• [PROVIDED ENTRIES]

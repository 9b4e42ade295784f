use std::sync::Arc;

use axum::{
    extract::{Path, Query, State},
    http::StatusCode,
    response::{IntoResponse, Response},
    routing::{get, post},
    Router,
};
use chrono::NaiveDate;
use serde::Deserialize;
use serde_json::json;

use super::domain::{EnrollmentRequest, ParticipantId, StudyId, WithdrawalRequest};
use super::repository::StudyRepository;
use super::service::{EnrollmentError, ResearchService};

#[derive(Debug, Default, Deserialize)]
pub struct AsOfQuery {
    #[serde(default)]
    pub today: Option<NaiveDate>,
}

impl AsOfQuery {
    fn today(&self) -> NaiveDate {
        self.today
            .unwrap_or_else(|| chrono::Local::now().date_naive())
    }
}

/// Router builder exposing eligibility checks and participant writes.
pub fn research_router<R>(service: Arc<ResearchService<R>>) -> Router
where
    R: StudyRepository + 'static,
{
    Router::new()
        .route(
            "/api/v1/research/studies/:study_id/eligibility",
            get(eligibility_handler::<R>),
        )
        .route(
            "/api/v1/research/studies/:study_id/participants",
            post(enroll_handler::<R>),
        )
        .route(
            "/api/v1/research/studies/:study_id/participants/:participant_id/withdraw",
            post(withdraw_handler::<R>),
        )
        .with_state(service)
}

pub(crate) async fn eligibility_handler<R>(
    State(service): State<Arc<ResearchService<R>>>,
    Path(study_id): Path<String>,
    Query(query): Query<AsOfQuery>,
) -> Response
where
    R: StudyRepository + 'static,
{
    let study_id = StudyId(study_id);
    match service.eligibility(&study_id, query.today()) {
        Ok(decision) => {
            let payload = json!({
                "study_id": study_id,
                "can_enroll": decision.can_enroll,
                "reasons": decision.reasons,
            });
            (StatusCode::OK, axum::Json(payload)).into_response()
        }
        Err(error) => error_response(error),
    }
}

pub(crate) async fn enroll_handler<R>(
    State(service): State<Arc<ResearchService<R>>>,
    Path(study_id): Path<String>,
    Query(query): Query<AsOfQuery>,
    axum::Json(request): axum::Json<EnrollmentRequest>,
) -> Response
where
    R: StudyRepository + 'static,
{
    match service.enroll(&StudyId(study_id), request, query.today()) {
        Ok(write) => (StatusCode::CREATED, axum::Json(write)).into_response(),
        Err(error) => error_response(error),
    }
}

pub(crate) async fn withdraw_handler<R>(
    State(service): State<Arc<ResearchService<R>>>,
    Path((study_id, participant_id)): Path<(String, String)>,
    axum::Json(request): axum::Json<WithdrawalRequest>,
) -> Response
where
    R: StudyRepository + 'static,
{
    match service.withdraw(&StudyId(study_id), &ParticipantId(participant_id), request) {
        Ok(write) => (StatusCode::OK, axum::Json(write)).into_response(),
        Err(error) => error_response(error),
    }
}

fn error_response(error: EnrollmentError) -> Response {
    let (status, payload) = match &error {
        EnrollmentError::Validation(validation) => (
            StatusCode::UNPROCESSABLE_ENTITY,
            json!({
                "error": validation.to_string(),
                "field": validation.field,
            }),
        ),
        EnrollmentError::Eligibility { reasons } => (
            StatusCode::CONFLICT,
            json!({
                "error": "study is not accepting enrollment",
                "reasons": reasons,
            }),
        ),
        EnrollmentError::Duplicate { .. } => (
            StatusCode::CONFLICT,
            json!({ "error": error.to_string() }),
        ),
        EnrollmentError::NotFound { .. } => (
            StatusCode::NOT_FOUND,
            json!({ "error": error.to_string() }),
        ),
        EnrollmentError::WriteContention { .. } => (
            StatusCode::SERVICE_UNAVAILABLE,
            json!({ "error": error.to_string() }),
        ),
        EnrollmentError::Repository(_) => (
            StatusCode::INTERNAL_SERVER_ERROR,
            json!({ "error": error.to_string() }),
        ),
    };
    (status, axum::Json(payload)).into_response()
}
use std::sync::atomic::{AtomicU64, Ordering};
use std::sync::Arc;

use chrono::NaiveDate;
use tracing::{debug, info, warn};

use super::domain::{
    EnrollmentRequest, EnrollmentStatus, ParticipantId, PatientId, ResearchStudy, StudyId,
    StudyParticipant, WithdrawalRequest,
};
use super::eligibility::{EligibilityDecision, EligibilityEvaluator};
use super::repository::{StudyRepository, StudyWrite};
use crate::config::EngineConfig;
use crate::workflows::store::RepositoryError;
use crate::workflows::validation::ValidationError;

/// Enrollment and participant status changes with a fresh eligibility check on every write.
pub struct ResearchService<R> {
    repository: Arc<R>,
    config: EngineConfig,
}

static PARTICIPANT_SEQUENCE: AtomicU64 = AtomicU64::new(1);

fn next_participant_id() -> ParticipantId {
    let id = PARTICIPANT_SEQUENCE.fetch_add(1, Ordering::Relaxed);
    ParticipantId(format!("sp-{id:06}"))
}

impl<R> ResearchService<R>
where
    R: StudyRepository + 'static,
{
    pub fn new(repository: Arc<R>, config: EngineConfig) -> Self {
        Self { repository, config }
    }

    pub fn get_study(&self, id: &StudyId) -> Result<ResearchStudy, EnrollmentError> {
        self.repository
            .get_study(id)?
            .ok_or_else(|| EnrollmentError::not_found("study", id))
    }

    pub fn list_participants(
        &self,
        study_id: &StudyId,
    ) -> Result<Vec<StudyParticipant>, EnrollmentError> {
        self.get_study(study_id)?;
        Ok(self.repository.list_participants(study_id)?)
    }

    pub fn eligibility(
        &self,
        study_id: &StudyId,
        today: NaiveDate,
    ) -> Result<EligibilityDecision, EnrollmentError> {
        let study = self.get_study(study_id)?;
        Ok(EligibilityEvaluator::evaluate(&study, today))
    }

    /// Enrolls a patient after re-reading the study and re-running every check.
    ///
    /// Each retry after a version conflict starts from a fresh study row, so a study that
    /// filled up in the meantime fails eligibility instead of overshooting its target.
    pub fn enroll(
        &self,
        study_id: &StudyId,
        request: EnrollmentRequest,
        today: NaiveDate,
    ) -> Result<StudyWrite, EnrollmentError> {
        let participant = StudyParticipant {
            id: next_participant_id(),
            study_id: study_id.clone(),
            patient_id: request.patient_id,
            enrolled_date: request.enrolled_date,
            enrollment_status: EnrollmentStatus::Enrolled,
            consent_obtained: request.consent_obtained,
            consent_date: request.consent_date,
            withdrawal_date: None,
            withdrawal_reason: None,
        };
        participant.validate()?;

        self.with_retries(study_id, |attempt| {
            let study = self.get_study(study_id)?;

            let decision = EligibilityEvaluator::evaluate(&study, today);
            if !decision.can_enroll {
                return Err(EnrollmentError::Eligibility {
                    reasons: decision.reasons,
                });
            }

            if !study.covers(participant.enrolled_date) {
                return Err(ValidationError::new(
                    "enrolled_date",
                    format!(
                        "{} is outside the study period {} to {}",
                        participant.enrolled_date, study.start_date, study.end_date
                    ),
                )
                .into());
            }

            let already_enrolled = self
                .repository
                .list_participants(study_id)?
                .iter()
                .any(|row| row.patient_id == participant.patient_id && row.is_enrolled());
            if already_enrolled {
                return Err(EnrollmentError::Duplicate {
                    patient_id: participant.patient_id.clone(),
                    study_id: study_id.clone(),
                });
            }

            let write = self
                .repository
                .insert_participant(participant.clone(), study.version)?;
            info!(
                study_id = %study_id,
                participant_id = %write.participant.id,
                attempt,
                current_enrollment = write.study.current_enrollment,
                enrollment_target = write.study.enrollment_target,
                "participant enrolled"
            );
            Ok(write)
        })
    }

    pub fn withdraw(
        &self,
        study_id: &StudyId,
        participant_id: &ParticipantId,
        request: WithdrawalRequest,
    ) -> Result<StudyWrite, EnrollmentError> {
        self.change_status(study_id, participant_id, |participant| {
            participant.enrollment_status = EnrollmentStatus::Withdrawn;
            participant.withdrawal_date = Some(request.withdrawal_date);
            participant.withdrawal_reason = Some(request.reason.trim().to_string());
        })
    }

    pub fn complete(
        &self,
        study_id: &StudyId,
        participant_id: &ParticipantId,
    ) -> Result<StudyWrite, EnrollmentError> {
        self.change_status(study_id, participant_id, |participant| {
            participant.enrollment_status = EnrollmentStatus::Completed;
        })
    }

    pub fn mark_lost_to_followup(
        &self,
        study_id: &StudyId,
        participant_id: &ParticipantId,
    ) -> Result<StudyWrite, EnrollmentError> {
        self.change_status(study_id, participant_id, |participant| {
            participant.enrollment_status = EnrollmentStatus::LostToFollowup;
        })
    }

    /// Moves an enrolled participant to a terminal status and recounts the study.
    fn change_status<F>(
        &self,
        study_id: &StudyId,
        participant_id: &ParticipantId,
        apply: F,
    ) -> Result<StudyWrite, EnrollmentError>
    where
        F: Fn(&mut StudyParticipant),
    {
        self.with_retries(study_id, |attempt| {
            let study = self.get_study(study_id)?;
            let mut participant = self
                .repository
                .get_participant(study_id, participant_id)?
                .ok_or_else(|| EnrollmentError::not_found("participant", participant_id))?;

            if !participant.is_enrolled() {
                return Err(ValidationError::new(
                    "enrollment_status",
                    format!(
                        "participant is '{}'; only enrolled participants can change status",
                        participant.enrollment_status.as_str()
                    ),
                )
                .into());
            }

            apply(&mut participant);
            participant.validate()?;

            let write = self
                .repository
                .update_participant(participant, study.version)?;
            info!(
                study_id = %study_id,
                participant_id = %participant_id,
                attempt,
                status = write.participant.enrollment_status.as_str(),
                current_enrollment = write.study.current_enrollment,
                "participant status changed"
            );
            Ok(write)
        })
    }

    fn with_retries<T, F>(&self, study_id: &StudyId, mut write: F) -> Result<T, EnrollmentError>
    where
        F: FnMut(u8) -> Result<T, EnrollmentError>,
    {
        let attempts = self.config.write_retries.max(1);
        for attempt in 1..=attempts {
            match write(attempt) {
                Err(EnrollmentError::Repository(RepositoryError::Conflict)) => {
                    debug!(%study_id, attempt, "study version conflict, retrying");
                }
                Err(EnrollmentError::Repository(RepositoryError::NotFound)) => {
                    return Err(EnrollmentError::not_found("study", study_id));
                }
                other => return other,
            }
        }

        warn!(%study_id, attempts, "giving up after repeated study version conflicts");
        Err(EnrollmentError::WriteContention {
            entity: "study",
            id: study_id.to_string(),
            attempts,
        })
    }
}

/// Error raised by enrollment and participant status changes.
#[derive(Debug, thiserror::Error)]
pub enum EnrollmentError {
    #[error(transparent)]
    Validation(#[from] ValidationError),
    #[error("enrollment not permitted: {}", .reasons.join("; "))]
    Eligibility { reasons: Vec<String> },
    #[error("patient '{patient_id}' is already enrolled in study '{study_id}'")]
    Duplicate {
        patient_id: PatientId,
        study_id: StudyId,
    },
    #[error("{entity} '{id}' not found")]
    NotFound { entity: &'static str, id: String },
    #[error(transparent)]
    Repository(#[from] RepositoryError),
    #[error("{entity} '{id}' is being updated concurrently (gave up after {attempts} attempts)")]
    WriteContention {
        entity: &'static str,
        id: String,
        attempts: u8,
    },
}

impl EnrollmentError {
    fn not_found(entity: &'static str, id: impl std::fmt::Display) -> Self {
        Self::NotFound {
            entity,
            id: id.to_string(),
        }
    }
}
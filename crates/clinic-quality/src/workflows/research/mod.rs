//! Research study enrollment gate and participant lifecycle.

pub mod domain;
pub mod eligibility;
pub mod repository;
pub mod router;
pub mod service;

#[cfg(test)]
mod tests;

pub use domain::{
    EnrollmentRequest, EnrollmentStatus, IrbStatus, ParticipantId, PatientId, ResearchStudy,
    StudyId, StudyParticipant, StudyStatus, WithdrawalRequest,
};
pub use eligibility::{EligibilityDecision, EligibilityEvaluator};
pub use repository::{InMemoryStudyRepository, StudyRepository, StudyWrite};
pub use router::{research_router, AsOfQuery};
pub use service::{EnrollmentError, ResearchService};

• [WORK ORDER]
Which lines of the records above hold the word "Duplicate"? Copy each one out.

• [TASK OUTPUT]
        EnrollmentError::Duplicate { .. } => (
                return Err(EnrollmentError::Duplicate {
    Duplicate {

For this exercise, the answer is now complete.